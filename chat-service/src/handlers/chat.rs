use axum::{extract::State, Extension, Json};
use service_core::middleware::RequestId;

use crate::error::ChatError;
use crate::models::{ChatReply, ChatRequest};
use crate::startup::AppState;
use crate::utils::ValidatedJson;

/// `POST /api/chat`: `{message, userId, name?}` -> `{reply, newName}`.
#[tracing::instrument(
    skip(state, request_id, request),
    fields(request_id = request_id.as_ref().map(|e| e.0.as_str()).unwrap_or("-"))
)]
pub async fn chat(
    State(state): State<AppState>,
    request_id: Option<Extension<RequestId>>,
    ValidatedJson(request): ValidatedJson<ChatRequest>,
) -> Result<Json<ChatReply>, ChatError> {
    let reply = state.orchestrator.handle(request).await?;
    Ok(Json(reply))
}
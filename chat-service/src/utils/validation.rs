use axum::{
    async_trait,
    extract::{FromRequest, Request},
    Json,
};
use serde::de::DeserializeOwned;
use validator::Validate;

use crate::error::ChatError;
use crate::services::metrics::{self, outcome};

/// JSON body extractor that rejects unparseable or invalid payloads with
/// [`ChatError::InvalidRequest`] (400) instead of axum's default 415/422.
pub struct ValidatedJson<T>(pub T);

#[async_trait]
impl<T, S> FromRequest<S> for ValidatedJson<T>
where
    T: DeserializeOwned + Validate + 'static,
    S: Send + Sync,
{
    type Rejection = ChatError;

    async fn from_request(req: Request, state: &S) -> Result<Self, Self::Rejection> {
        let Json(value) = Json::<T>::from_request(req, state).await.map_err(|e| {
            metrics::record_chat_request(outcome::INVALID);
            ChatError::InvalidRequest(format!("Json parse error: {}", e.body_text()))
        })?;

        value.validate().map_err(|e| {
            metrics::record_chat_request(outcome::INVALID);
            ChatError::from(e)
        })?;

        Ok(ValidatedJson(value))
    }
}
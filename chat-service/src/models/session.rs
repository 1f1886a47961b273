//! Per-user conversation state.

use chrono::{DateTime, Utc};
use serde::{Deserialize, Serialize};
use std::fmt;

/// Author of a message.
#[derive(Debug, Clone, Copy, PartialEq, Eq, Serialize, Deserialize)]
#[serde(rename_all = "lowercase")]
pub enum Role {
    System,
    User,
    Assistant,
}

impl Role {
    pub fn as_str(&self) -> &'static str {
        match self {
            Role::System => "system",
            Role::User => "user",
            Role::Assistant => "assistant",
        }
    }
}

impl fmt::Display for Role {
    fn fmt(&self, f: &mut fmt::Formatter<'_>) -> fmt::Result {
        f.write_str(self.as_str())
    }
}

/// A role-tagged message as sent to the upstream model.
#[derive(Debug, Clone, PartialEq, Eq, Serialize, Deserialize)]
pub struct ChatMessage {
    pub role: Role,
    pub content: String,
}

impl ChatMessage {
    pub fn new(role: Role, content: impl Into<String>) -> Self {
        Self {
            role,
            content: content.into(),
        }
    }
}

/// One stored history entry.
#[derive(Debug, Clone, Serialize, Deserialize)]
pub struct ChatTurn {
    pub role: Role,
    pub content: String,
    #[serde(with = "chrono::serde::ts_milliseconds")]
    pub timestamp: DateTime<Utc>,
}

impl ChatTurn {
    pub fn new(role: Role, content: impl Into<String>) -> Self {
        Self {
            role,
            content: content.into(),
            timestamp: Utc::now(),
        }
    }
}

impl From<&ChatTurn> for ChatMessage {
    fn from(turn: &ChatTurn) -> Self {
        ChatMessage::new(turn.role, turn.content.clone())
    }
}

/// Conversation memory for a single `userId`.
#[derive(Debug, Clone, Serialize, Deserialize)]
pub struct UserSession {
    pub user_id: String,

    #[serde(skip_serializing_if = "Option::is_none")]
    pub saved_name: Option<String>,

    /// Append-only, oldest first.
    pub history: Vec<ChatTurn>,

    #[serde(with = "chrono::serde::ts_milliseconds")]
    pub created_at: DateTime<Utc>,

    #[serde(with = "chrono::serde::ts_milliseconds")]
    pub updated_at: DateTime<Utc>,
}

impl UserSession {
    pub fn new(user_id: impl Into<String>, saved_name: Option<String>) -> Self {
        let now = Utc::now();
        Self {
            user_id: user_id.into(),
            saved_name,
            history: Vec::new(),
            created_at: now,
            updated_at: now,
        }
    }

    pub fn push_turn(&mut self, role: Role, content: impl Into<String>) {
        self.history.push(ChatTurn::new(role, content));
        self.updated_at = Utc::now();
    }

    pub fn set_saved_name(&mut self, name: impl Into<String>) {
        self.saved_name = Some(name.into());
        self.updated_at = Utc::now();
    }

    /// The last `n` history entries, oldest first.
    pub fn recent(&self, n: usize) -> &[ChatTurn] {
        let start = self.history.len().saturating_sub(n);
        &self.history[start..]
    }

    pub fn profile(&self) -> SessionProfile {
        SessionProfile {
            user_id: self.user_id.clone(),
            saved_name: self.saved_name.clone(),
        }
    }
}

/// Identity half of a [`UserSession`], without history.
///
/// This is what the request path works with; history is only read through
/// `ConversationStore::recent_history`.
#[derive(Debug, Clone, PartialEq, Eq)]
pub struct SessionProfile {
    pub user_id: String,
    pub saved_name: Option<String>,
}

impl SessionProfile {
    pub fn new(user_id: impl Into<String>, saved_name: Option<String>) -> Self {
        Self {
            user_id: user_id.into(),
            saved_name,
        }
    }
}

☆ ☆ ☆ ☆ ☆ ☆ ☆

*Required action*: Keep the wording exact. Give all of the records again.

*Task result*:
filename chat-service/src/handlers/chat.rs
use axum::{extract::State, Extension, Json};
use service_core::middleware::RequestId;

use crate::error::ChatError;
use crate::models::{ChatReply, ChatRequest};
use crate::startup::AppState;
use crate::utils::ValidatedJson;

/// `POST /api/chat`: `{message, userId, name?}` -> `{reply, newName}`.
#[tracing::instrument(
    skip(state, request_id, request),
    fields(request_id = request_id.as_ref().map(|e| e.0.as_str()).unwrap_or("-"))
)]
pub async fn chat(
    State(state): State<AppState>,
    request_id: Option<Extension<RequestId>>,
    ValidatedJson(request): ValidatedJson<ChatRequest>,
) -> Result<Json<ChatReply>, ChatError> {
    let reply = state.orchestrator.handle(request).await?;
    Ok(Json(reply))
}
filename chat-service/src/utils/validation.rs
use axum::{
    async_trait,
    extract::{FromRequest, Request},
    Json,
};
use serde::de::DeserializeOwned;
use validator::Validate;

use crate::error::ChatError;
use crate::services::metrics::{self, outcome};

/// JSON body extractor that rejects unparseable or invalid payloads with
/// [`ChatError::InvalidRequest`] (400) instead of axum's default 415/422.
pub struct ValidatedJson<T>(pub T);

#[async_trait]
impl<T, S> FromRequest<S> for ValidatedJson<T>
where
    T: DeserializeOwned + Validate + 'static,
    S: Send + Sync,
{
    type Rejection = ChatError;

    async fn from_request(req: Request, state: &S) -> Result<Self, Self::Rejection> {
        let Json(value) = Json::<T>::from_request(req, state).await.map_err(|e| {
            metrics::record_chat_request(outcome::INVALID);
            ChatError::InvalidRequest(format!("Json parse error: {}", e.body_text()))
        })?;

        value.validate().map_err(|e| {
            metrics::record_chat_request(outcome::INVALID);
            ChatError::from(e)
        })?;

        Ok(ValidatedJson(value))
    }
}
filename chat-service/src/models/session.rs
repository 1f1886a47961b273
//! Per-user conversation state.

use chrono::{DateTime, Utc};
use serde::{Deserialize, Serialize};
use std::fmt;

/// Author of a message.
#[derive(Debug, Clone, Copy, PartialEq, Eq, Serialize, Deserialize)]
#[serde(rename_all = "lowercase")]
pub enum Role {
    System,
    User,
    Assistant,
}

impl Role {
    pub fn as_str(&self) -> &'static str {
        match self {
            Role::System => "system",
            Role::User => "user",
            Role::Assistant => "assistant",
        }
    }
}

impl fmt::Display for Role {
    fn fmt(&self, f: &mut fmt::Formatter<'_>) -> fmt::Result {
        f.write_str(self.as_str())
    }
}

/// A role-tagged message as sent to the upstream model.
#[derive(Debug, Clone, PartialEq, Eq, Serialize, Deserialize)]
pub struct ChatMessage {
    pub role: Role,
    pub content: String,
}

impl ChatMessage {
    pub fn new(role: Role, content: impl Into<String>) -> Self {
        Self {
            role,
            content: content.into(),
        }
    }
}

/// One stored history entry.
#[derive(Debug, Clone, Serialize, Deserialize)]
pub struct ChatTurn {
    pub role: Role,
    pub content: String,
    #[serde(with = "chrono::serde::ts_milliseconds")]
    pub timestamp: DateTime<Utc>,
}

impl ChatTurn {
    pub fn new(role: Role, content: impl Into<String>) -> Self {
        Self {
            role,
            content: content.into(),
            timestamp: Utc::now(),
        }
    }
}

impl From<&ChatTurn> for ChatMessage {
    fn from(turn: &ChatTurn) -> Self {
        ChatMessage::new(turn.role, turn.content.clone())
    }
}

/// Conversation memory for a single `userId`.
#[derive(Debug, Clone, Serialize, Deserialize)]
pub struct UserSession {
    pub user_id: String,

    #[serde(skip_serializing_if = "Option::is_none")]
    pub saved_name: Option<String>,

    /// Append-only, oldest first.
    pub history: Vec<ChatTurn>,

    #[serde(with = "chrono::serde::ts_milliseconds")]
    pub created_at: DateTime<Utc>,

    #[serde(with = "chrono::serde::ts_milliseconds")]
    pub updated_at: DateTime<Utc>,
}

impl UserSession {
    pub fn new(user_id: impl Into<String>, saved_name: Option<String>) -> Self {
        let now = Utc::now();
        Self {
            user_id: user_id.into(),
            saved_name,
            history: Vec::new(),
            created_at: now,
            updated_at: now,
        }
    }

    pub fn push_turn(&mut self, role: Role, content: impl Into<String>) {
        self.history.push(ChatTurn::new(role, content));
        self.updated_at = Utc::now();
    }

    pub fn set_saved_name(&mut self, name: impl Into<String>) {
        self.saved_name = Some(name.into());
        self.updated_at = Utc::now();
    }

    /// The last `n` history entries, oldest first.
    pub fn recent(&self, n: usize) -> &[ChatTurn] {
        let start = self.history.len().saturating_sub(n);
        &self.history[start..]
    }

    pub fn profile(&self) -> SessionProfile {
        SessionProfile {
            user_id: self.user_id.clone(),
            saved_name: self.saved_name.clone(),
        }
    }
}

/// Identity half of a [`UserSession`], without history.
///
/// This is what the request path works with; history is only read through
/// `ConversationStore::recent_history`.
#[derive(Debug, Clone, PartialEq, Eq)]
pub struct SessionProfile {
    pub user_id: String,
    pub saved_name: Option<String>,
}

impl SessionProfile {
    pub fn new(user_id: impl Into<String>, saved_name: Option<String>) -> Self {
        Self {
            user_id: user_id.into(),
            saved_name,
        }
    }
}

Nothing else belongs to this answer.